Si, los Rockefeller, una familia extremadamente adinerada, que alcanzó su renombre a través de John D. Rockefeller, un hijo de alemanes con habilidades para el negocio, que creó de la nada un imperio de 600 mil millones de dólares, controlando el monopolio de refinerías más grande de la historia, convirtiéndose en el hombre más acaudalado del mundo para finales del siglo XIX.

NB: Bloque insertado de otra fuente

use serde::{Deserialize, Serialize};

pub const DEFAULT_INFLATION_RATE: f64 = 0.06;
pub const DEFAULT_COMPOUNDING_PER_YEAR: u32 = 12;
pub const DEFAULT_CURRENCY: &str = "INR";

/// Market assumptions shared by every calculator.
///
/// `inflation_rate` is a fraction (0.06 means 6%). Values are not validated here;
/// calculators accept whatever they are handed.
#[derive(Debug, Clone, PartialEq, Serialize, Deserialize)]
#[serde(rename_all = "camelCase")]
pub struct Assumptions {
    pub inflation_rate: f64,
    pub compounding_per_year: u32,
    pub currency: String,
}

impl Default for Assumptions {
    fn default() -> Self {
        Self::india()
    }
}

impl Assumptions {
    pub fn india() -> Self {
        Self {
            inflation_rate: DEFAULT_INFLATION_RATE,
            compounding_per_year: DEFAULT_COMPOUNDING_PER_YEAR,
            currency: DEFAULT_CURRENCY.to_string(),
        }
    }

    pub fn with_overrides(&self, overrides: &AssumptionOverrides) -> Self {
        Self {
            inflation_rate: overrides.inflation_rate.unwrap_or(self.inflation_rate),
            compounding_per_year: overrides
                .compounding_per_year
                .unwrap_or(self.compounding_per_year),
            currency: overrides
                .currency
                .clone()
                .unwrap_or_else(|| self.currency.clone()),
        }
    }
}

/// Partial assumptions layered over a base record by [`Assumptions::with_overrides`].
#[derive(Debug, Clone, Default, PartialEq, Deserialize)]
#[serde(default, rename_all = "camelCase")]
pub struct AssumptionOverrides {
    pub inflation_rate: Option<f64>,
    pub compounding_per_year: Option<u32>,
    pub currency: Option<String>,
}

impl AssumptionOverrides {
    pub fn inflation_percent(percent: f64) -> Self {
        Self {
            inflation_rate: Some(percent / 100.0),
            ..Self::default()
        }
    }

    pub fn is_empty(&self) -> bool {
        self.inflation_rate.is_none()
            && self.compounding_per_year.is_none()
            && self.currency.is_none()
    }
}

#[cfg(test)]
mod tests {
    use super::*;

    #[test]
    fn default_assumptions_match_india_profile() {
        let assumptions = Assumptions::default();
        assert_eq!(assumptions.inflation_rate, 0.06);
        assert_eq!(assumptions.compounding_per_year, 12);
        assert_eq!(assumptions.currency, "INR");
    }

    #[test]
    fn overrides_replace_only_supplied_fields() {
        let merged = Assumptions::default().with_overrides(&AssumptionOverrides {
            inflation_rate: Some(0.04),
            ..AssumptionOverrides::default()
        });
        assert_eq!(merged.inflation_rate, 0.04);
        assert_eq!(merged.compounding_per_year, 12);
        assert_eq!(merged.currency, "INR");
    }

    #[test]
    fn empty_overrides_leave_base_untouched() {
        let base = Assumptions::default();
        let overrides = AssumptionOverrides::default();
        assert!(overrides.is_empty());
        assert_eq!(base.with_overrides(&overrides), base);
    }

    #[test]
    fn inflation_percent_converts_to_fraction() {
        let overrides = AssumptionOverrides::inflation_percent(7.5);
        assert_eq!(overrides.inflation_rate, Some(0.075));
        assert!(!overrides.is_empty());
    }

    #[test]
    fn overrides_deserialize_from_camel_case_json() {
        let overrides: AssumptionOverrides =
            serde_json::from_str(r#"{"compoundingPerYear": 4, "currency": "USD"}"#)
                .expect("valid overrides");
        let merged = Assumptions::default().with_overrides(&overrides);
        assert_eq!(merged.compounding_per_year, 4);
        assert_eq!(merged.currency, "USD");
        assert_eq!(merged.inflation_rate, 0.06);
    }
}
/// Renders a whole-rupee amount with lakh/crore digit grouping, e.g. `1,23,45,678`.
pub fn format_inr(amount: f64) -> String {
    if !amount.is_finite() {
        return amount.to_string();
    }

    let rounded = amount.round();
    let digits = format!("{:.0}", rounded.abs());
    let grouped = group_indian(&digits);
    if rounded < 0.0 {
        format!("-{grouped}")
    } else {
        grouped
    }
}

pub fn format_inr_with_symbol(amount: f64) -> String {
    format!("₹{}", format_inr(amount))
}

fn group_indian(digits: &str) -> String {
    if digits.len() <= 3 {
        return digits.to_string();
    }

    let (head, tail) = digits.split_at(digits.len() - 3);
    let mut out = String::with_capacity(digits.len() + digits.len() / 2);
    let lead = head.len() % 2;
    if lead == 1 {
        out.push_str(&head[..1]);
    }
    for (i, pair) in head.as_bytes()[lead..].chunks(2).enumerate() {
        if i > 0 || lead == 1 {
            out.push(',');
        }
        out.extend(pair.iter().map(|b| char::from(*b)));
    }
    out.push(',');
    out.push_str(tail);
    out
}

#[cfg(test)]
mod tests {
    use super::*;

    #[test]
    fn groups_lakhs_and_crores() {
        assert_eq!(format_inr(0.0), "0");
        assert_eq!(format_inr(999.0), "999");
        assert_eq!(format_inr(1_000.0), "1,000");
        assert_eq!(format_inr(10_000.0), "10,000");
        assert_eq!(format_inr(100_000.0), "1,00,000");
        assert_eq!(format_inr(1_161_695.0), "11,61,695");
        assert_eq!(format_inr(12_345_678.0), "1,23,45,678");
        assert_eq!(format_inr(123_456_789.0), "12,34,56,789");
    }

    #[test]
    fn rounds_and_keeps_sign() {
        assert_eq!(format_inr(310_584.82), "3,10,585");
        assert_eq!(format_inr(-250_000.0), "-2,50,000");
        assert_eq!(format_inr(-0.2), "0");
    }

    #[test]
    fn symbol_prefix_and_non_finite_passthrough() {
        assert_eq!(format_inr_with_symbol(600_000.0), "₹6,00,000");
        assert_eq!(format_inr(f64::INFINITY), "inf");
    }
}
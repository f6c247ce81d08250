//! Errors raised while turning caller input into calculator input.
//!
//! The calculators themselves are total functions; only the outer surfaces (HTTP payloads
//! and command-line flags) can reject a value.

use thiserror::Error;

#[derive(Debug, Clone, PartialEq, Eq, Error)]
pub enum InputError {
    /// Text that is not a plain non-negative number, e.g. `"12a"` or `"-5"`.
    #[error("{field} must be a non-negative number, got {value:?}")]
    InvalidNumber { field: &'static str, value: String },

    /// NaN or an infinity.
    #[error("{field} must be a finite number")]
    NonFinite { field: &'static str },
}

pub type InputResult<T> = Result<T, InputError>;

/// Failures of a calculator subcommand.
#[derive(Debug, Error)]
pub enum CliError {
    #[error(transparent)]
    Input(#[from] InputError),

    #[error("failed to render projection as JSON: {0}")]
    Json(#[from] serde_json::Error),
}

#[cfg(test)]
mod tests {
    use super::*;

    #[test]
    fn messages_name_the_offending_field() {
        let err = InputError::InvalidNumber {
            field: "monthlyInvestment",
            value: "12a".to_string(),
        };
        assert_eq!(
            err.to_string(),
            "monthlyInvestment must be a non-negative number, got \"12a\""
        );

        let err = InputError::NonFinite {
            field: "annualReturnRate",
        };
        assert_eq!(err.to_string(), "annualReturnRate must be a finite number");
    }

    #[test]
    fn cli_errors_keep_input_messages() {
        let err = CliError::from(InputError::NonFinite {
            field: "--investment-years",
        });
        assert_eq!(err.to_string(), "--investment-years must be a finite number");
        assert!(matches!(err, CliError::Input(_)));
    }
}
use axum::{
    Router,
    extract::{Json, Query},
    http::{StatusCode, header},
    response::{IntoResponse, Response},
    routing::get,
};
use log::{debug, info, warn};
use serde::{Deserialize, Serialize};
use std::net::SocketAddr;
use tokio::net::TcpListener;

use crate::core::{
    ANNUAL_INCREMENT, ANNUAL_RETURN_RATE, AssumptionOverrides, Assumptions, Calculator,
    INFLATION_RATE, INITIAL_INVESTMENT, INPUT_LIMITS, INVESTMENT_YEARS, InputLimit, LumpsumInput,
    MONTHLY_INVESTMENT, ProjectionRequest, ProjectionResult, ProjectionSummary, SipInput,
    StepUpSipInput, clamp_number, clamp_text, final_monthly_contribution, format_inr_with_symbol,
    project, summarize,
};
use crate::error::{InputError, InputResult};

/// A numeric field as sent by a form: either a JSON number or the raw text typed into it.
#[derive(Debug, Clone, PartialEq, Deserialize)]
#[serde(untagged)]
pub enum FieldValue {
    Number(f64),
    Text(String),
}

impl FieldValue {
    fn resolve(&self, field: &'static str, limit: &InputLimit, integer: bool) -> InputResult<f64> {
        match self {
            // Whole-rupee fields drop any fraction, as their text form does.
            FieldValue::Number(value) if integer => clamp_number(field, value.trunc(), limit),
            FieldValue::Number(value) => clamp_number(field, *value, limit),
            FieldValue::Text(text) => clamp_text(field, text, limit, integer),
        }
    }
}

/// Request body shared by all three calculators. Missing fields take the default from the
/// input limits; fields a calculator has no use for are ignored.
#[derive(Debug, Clone, Default, Deserialize)]
#[serde(default, rename_all = "camelCase")]
pub struct ProjectionPayload {
    pub monthly_investment: Option<FieldValue>,
    pub initial_investment: Option<FieldValue>,
    pub annual_return_rate: Option<FieldValue>,
    pub investment_years: Option<FieldValue>,
    pub annual_increment: Option<FieldValue>,
    /// Percent, e.g. 6 for 6%.
    pub inflation_rate: Option<FieldValue>,
    pub adjust_for_inflation: Option<bool>,
}

#[derive(Debug, Clone, PartialEq)]
pub struct ResolvedRequest {
    pub request: ProjectionRequest,
    pub assumptions: Assumptions,
}

#[derive(Debug, Serialize)]
#[serde(rename_all = "camelCase")]
pub struct FormattedAmounts {
    pub total_invested: String,
    pub maturity_value: String,
    pub wealth_gain: String,
    #[serde(skip_serializing_if = "Option::is_none")]
    pub inflation_adjusted_value: Option<String>,
}

#[derive(Debug, Serialize)]
#[serde(rename_all = "camelCase")]
pub struct ProjectionResponse {
    pub calculator: Calculator,
    pub label: &'static str,
    pub inputs: ProjectionRequest,
    pub assumptions: Assumptions,
    #[serde(flatten)]
    pub result: ProjectionResult,
    pub summary: ProjectionSummary,
    #[serde(skip_serializing_if = "Option::is_none")]
    pub final_monthly_contribution: Option<f64>,
    pub formatted: FormattedAmounts,
}

#[derive(Debug, Serialize)]
struct ErrorResponse {
    error: String,
}

fn resolve_field(
    value: Option<&FieldValue>,
    field: &'static str,
    limit: &InputLimit,
    integer: bool,
) -> InputResult<f64> {
    match value {
        Some(v) => v.resolve(field, limit, integer),
        None => Ok(limit.default),
    }
}

pub fn resolve_payload(
    calculator: Calculator,
    payload: &ProjectionPayload,
) -> InputResult<ResolvedRequest> {
    let annual_return_rate = resolve_field(
        payload.annual_return_rate.as_ref(),
        "annualReturnRate",
        &ANNUAL_RETURN_RATE,
        false,
    )?;
    let investment_years = resolve_field(
        payload.investment_years.as_ref(),
        "investmentYears",
        &INVESTMENT_YEARS,
        false,
    )?;
    let inflation_percent = resolve_field(
        payload.inflation_rate.as_ref(),
        "inflationRate",
        &INFLATION_RATE,
        false,
    )?;
    let adjust_for_inflation = payload
        .adjust_for_inflation
        .unwrap_or_else(|| calculator.adjusts_for_inflation_by_default());

    let request = match calculator {
        Calculator::Sip => ProjectionRequest::Sip(SipInput {
            monthly_investment: resolve_field(
                payload.monthly_investment.as_ref(),
                "monthlyInvestment",
                &MONTHLY_INVESTMENT,
                true,
            )?,
            annual_return_rate,
            investment_years,
            adjust_for_inflation,
        }),
        Calculator::StepUpSip => ProjectionRequest::StepUpSip(StepUpSipInput {
            monthly_investment: resolve_field(
                payload.monthly_investment.as_ref(),
                "monthlyInvestment",
                &MONTHLY_INVESTMENT,
                true,
            )?,
            annual_return_rate,
            investment_years,
            annual_increment: resolve_field(
                payload.annual_increment.as_ref(),
                "annualIncrement",
                &ANNUAL_INCREMENT,
                false,
            )?,
            adjust_for_inflation,
        }),
        Calculator::Lumpsum => ProjectionRequest::Lumpsum(LumpsumInput {
            initial_investment: resolve_field(
                payload.initial_investment.as_ref(),
                "initialInvestment",
                &INITIAL_INVESTMENT,
                true,
            )?,
            annual_return_rate,
            investment_years,
            adjust_for_inflation,
        }),
    };

    let overrides = AssumptionOverrides::inflation_percent(inflation_percent);
    let assumptions = Assumptions::default().with_overrides(&overrides);

    Ok(ResolvedRequest {
        request,
        assumptions,
    })
}

pub fn build_projection_response(resolved: &ResolvedRequest) -> ProjectionResponse {
    let request = resolved.request;
    let result = project(&request, &resolved.assumptions);
    let summary = summarize(&result, request.investment_years());
    let final_monthly_contribution = match &request {
        ProjectionRequest::StepUpSip(input) => Some(final_monthly_contribution(input)),
        _ => None,
    };

    ProjectionResponse {
        calculator: request.calculator(),
        label: request.calculator().label(),
        inputs: request,
        assumptions: resolved.assumptions.clone(),
        result,
        summary,
        final_monthly_contribution,
        formatted: FormattedAmounts {
            total_invested: format_inr_with_symbol(result.total_invested),
            maturity_value: format_inr_with_symbol(result.maturity_value),
            wealth_gain: format_inr_with_symbol(summary.wealth_gain),
            inflation_adjusted_value: result.inflation_adjusted_value.map(format_inr_with_symbol),
        },
    }
}

pub fn router() -> Router {
    Router::new()
        .route("/api/sip", get(sip_get_handler).post(sip_post_handler))
        .route(
            "/api/step-up-sip",
            get(step_up_get_handler).post(step_up_post_handler),
        )
        .route(
            "/api/lumpsum",
            get(lumpsum_get_handler).post(lumpsum_post_handler),
        )
        .route("/api/assumptions", get(assumptions_handler))
        .route("/api/limits", get(limits_handler))
        .fallback(not_found_handler)
}

pub async fn run_http_server(port: u16) -> std::io::Result<()> {
    let addr = SocketAddr::from(([0, 0, 0, 0], port));
    let listener = TcpListener::bind(addr).await?;
    info!("projection API listening on http://{addr}");
    info!("local access: http://127.0.0.1:{port}/api/sip");

    axum::serve(listener, router()).await
}

async fn sip_get_handler(Query(payload): Query<ProjectionPayload>) -> Response {
    projection_handler_impl(Calculator::Sip, payload)
}

async fn sip_post_handler(Json(payload): Json<ProjectionPayload>) -> Response {
    projection_handler_impl(Calculator::Sip, payload)
}

async fn step_up_get_handler(Query(payload): Query<ProjectionPayload>) -> Response {
    projection_handler_impl(Calculator::StepUpSip, payload)
}

async fn step_up_post_handler(Json(payload): Json<ProjectionPayload>) -> Response {
    projection_handler_impl(Calculator::StepUpSip, payload)
}

async fn lumpsum_get_handler(Query(payload): Query<ProjectionPayload>) -> Response {
    projection_handler_impl(Calculator::Lumpsum, payload)
}

async fn lumpsum_post_handler(Json(payload): Json<ProjectionPayload>) -> Response {
    projection_handler_impl(Calculator::Lumpsum, payload)
}

async fn assumptions_handler() -> Response {
    json_response(StatusCode::OK, Assumptions::default())
}

async fn limits_handler() -> Response {
    json_response(StatusCode::OK, INPUT_LIMITS)
}

async fn not_found_handler() -> Response {
    error_response(StatusCode::NOT_FOUND, "Not found")
}

fn projection_handler_impl(calculator: Calculator, payload: ProjectionPayload) -> Response {
    let resolved = match resolve_payload(calculator, &payload) {
        Ok(resolved) => resolved,
        Err(err) => {
            warn!("rejected {} request: {err}", calculator.label());
            return input_error_response(&err);
        }
    };

    let response = build_projection_response(&resolved);
    debug!(
        "{} projection: invested={} maturity={} real={:?}",
        calculator.label(),
        response.result.total_invested,
        response.result.maturity_value,
        response.result.inflation_adjusted_value
    );
    json_response(StatusCode::OK, response)
}

fn json_response<T: Serialize>(status: StatusCode, body: T) -> Response {
    let mut response = (status, Json(body)).into_response();
    response.headers_mut().insert(
        header::CACHE_CONTROL,
        header::HeaderValue::from_static("no-store"),
    );
    response
}

fn error_response(status: StatusCode, msg: &str) -> Response {
    json_response(
        status,
        ErrorResponse {
            error: msg.to_string(),
        },
    )
}

fn input_error_response(err: &InputError) -> Response {
    error_response(StatusCode::BAD_REQUEST, &err.to_string())
}
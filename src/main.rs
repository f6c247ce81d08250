use clap::Parser;
use sipcalc::cli::{Cli, Command, run_projection};

#[tokio::main]
async fn main() {
    env_logger::Builder::from_env(env_logger::Env::default().default_filter_or("info")).init();

    let cli = Cli::parse();
    if let Command::Serve { port } = cli.command {
        if let Err(e) = sipcalc::api::run_http_server(port).await {
            eprintln!("Server error: {e}");
            std::process::exit(1);
        }
        return;
    }

    match run_projection(&cli.command) {
        Ok(Some(output)) => println!("{output}"),
        Ok(None) => {}
        Err(e) => {
            eprintln!("{e}");
            std::process::exit(1);
        }
    }
}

Cuando su único hijo, John D. Rockefeller Jr., tomó las riendas del negocio familiar, trabajó mucho por mejorar la imagen del nombre Rockefeller, que había sido asociado con sobornos políticos y corrupción; por lo que cambió de dirección, dedicándose a la filantropía y bienes raíces, realizando una contribución a la ciudad de New York que sigue en vigencia hasta el día de hoy: el Rockefeller Center, complejo comercial e hito histórico nacional.

Los Rockefeller

Los Rockefeller

Rockefeller Jr., a diferencia de su padre, tuvo 6 hijos, todos involucrados, sobre todo, en la filantropía como su padre. Dos de ellos destacaron más que los otros: Nelson Rockefeller que incursionó en la política e inclusive fue vicepresidente de los Estados Unidos en el gobierno de Gerald Ford; y, David Rockefeller, el último de la dinastía, que falleció a principios de este año con 102 años de edad, reconocido, entre otras cosas, por la donación de una de las residencias familiares para la construcción del Museo de Arte Moderno de Nueva York, mejor conocido como MOMA.

 

 

Es por eso que, con solo mencionar el famoso apellido, se nos viene a la mente New York, y todas las edificaciones que está familia ha construido y hoy en día forman parte del paisaje urbano de la ciudad.

 

Hoy en día, aunque la dinastía ya no posee el mismo poder financiero de antes y ha pasado de ser la familia más adinerada del mundo a constar entre las 25 más acaudaladas de los Estados Unidos, aún posee una fortuna de 4 mil millones de dólares, manejados desde su oficina en el pent-house del Rockefeller Center.

Pero, más allá del dinero, el legado más grande del nombre Rockefeller ha sido su contribución a la política y economía de los Estados Unidos que sin duda alguna, persiste hasta el día de hoy.